Azza El Hassan, born April 21, 1971, in Amman, Jordan is a Palestinian documentary filmmaker, cinematographer, producer and writer. Her documentary films mostly reflect her experience living in exile and her experience living in Palestine. One of her best known works is Zaman al-akhbar (2001).

Early life and education 
El-Hassan was born April 21, 1971, in Amman, Jordon where her parents, originally from Palestine, lived in exile. In September of that year, her family moved to Beirut, Lebanon, due to the aftermath of Black September. Living in Beirut was a difficult time for the family because Lebanon was also suffering from a civil war. She attended school in Beirut when the situation allowed it. She also volunteered in hospitals and did a lot of work when the days there were very tough. At the age of eleven, her family moved back to Amman because of the war conditions in Beirut. The tragedy and war going on around her left a massive mark in her mind, and would later have an impact on her work.

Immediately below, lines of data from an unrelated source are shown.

//! SQLite-backed [`RecordStore`] implementation.
//!
//! Records live in `records`, the lexical index in the FTS5 table
//! `records_fts`, and vectors as little-endian f32 BLOBs in
//! `record_vectors`. Every write that touches more than one of them runs
//! in a single transaction.

use anyhow::Result;
use async_trait::async_trait;
use sqlx::sqlite::SqliteRow;
use sqlx::{QueryBuilder, Row, Sqlite, SqliteConnection, SqlitePool};

use webtrail_core::blocklist::normalize_domain;
use webtrail_core::embedding::{blob_to_vec, cosine_similarity, vec_to_blob};
use webtrail_core::error::TrailError;
use webtrail_core::models::{Category, EnrichedRecord, RecordRef, SearchFilters, SearchResult};
use webtrail_core::store::{sort_hits, BatchInsert, RecordStore, StoreStats};

const RECORD_COLUMNS: &str = "r.id, r.url, r.domain, r.title, r.captured_at, r.received_at, \
     r.category, r.text, r.summary, r.metadata_json, r.images_json, r.sensitive, r.redacted, \
     r.fingerprint, v.embedding";

/// Column weights for `bm25()`: record_id, title, text, summary.
const BM25_WEIGHTS: &str = "0.0, 2.0, 1.0, 1.0";

/// SQLite implementation of [`RecordStore`].
pub struct SqliteStore {
    pool: SqlitePool,
}

impl SqliteStore {
    pub fn new(pool: SqlitePool) -> Self {
        Self { pool }
    }

    pub fn pool(&self) -> &SqlitePool {
        &self.pool
    }
}

fn parse_category(s: &str) -> Category {
    s.parse().unwrap_or(Category::General)
}

fn row_to_record(row: &SqliteRow) -> EnrichedRecord {
    let metadata_json: String = row.get("metadata_json");
    let images_json: String = row.get("images_json");
    let category: String = row.get("category");
    let embedding: Option<Vec<u8>> = row.get("embedding");
    EnrichedRecord {
        id: row.get("id"),
        url: row.get("url"),
        domain: row.get("domain"),
        title: row.get("title"),
        captured_at: row.get("captured_at"),
        received_at: row.get("received_at"),
        category: parse_category(&category),
        text: row.get("text"),
        summary: row.get("summary"),
        metadata: serde_json::from_str(&metadata_json).unwrap_or(serde_json::json!({})),
        images: serde_json::from_str(&images_json).unwrap_or_default(),
        sensitive: row.get("sensitive"),
        redacted: row.get("redacted"),
        fingerprint: row.get("fingerprint"),
        embedding: embedding.map(|b| blob_to_vec(&b)),
    }
}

After high school, El-Hassan made the decision to study filmmaking and sociology between the years 1989 and 1993, a decision her parents were strongly against. She then went on to graduate from London University Goldsmith College in 1996 with an M.A in film and television documentary.

Career 
After her graduation, El-Hassan moved to Ramallah, Palestine and started her career in documentary film making. As a child of Palestinian parents, she needed find that part of herself due to the fact she lived in exile most of her life. Most of her work has focused on Palestinians who were born either in exile or in Palestine.

She would turn on her camera and film people that were shot, film them being taken to the hospital, and film their families as they buried them. At the start of her career, she would document the space she lived in and the emotion of each disaster she filmed. She started to notice that her documentaries resemble that of journalists and she wanted to change that because journalists only show the tragedy of the situation and never what people are making of the situation.

Maysun wa Majida (Arab Women Speak Out, 1997) 
In this film, El-Hassan portraits two women, Maysun and Majida. Maysun is strongly against her father who is forcing her to marry at the age of sixteen. Her father is physically abusive towards her, which she endured while she is in school.  When she is in university she falls in love with a man who is from the same village as her, named Nafez, and marries him against his families wishes. Nafez's family rejects her because she is a fairly educated woman; now Maysun and Nafez are still married with five children. 

In the second story is about Majida who is struggling against Israeli occupation.  While pregnant she is arrested, tortured and threatened to be raped by Israeli soldiers.  After her imprisonment her husband divorces her because he considers imprisonment an act of dishonour.  She is then shown to be married for the second time and to be empowering women she they can be aware of their rights and what they are capable of.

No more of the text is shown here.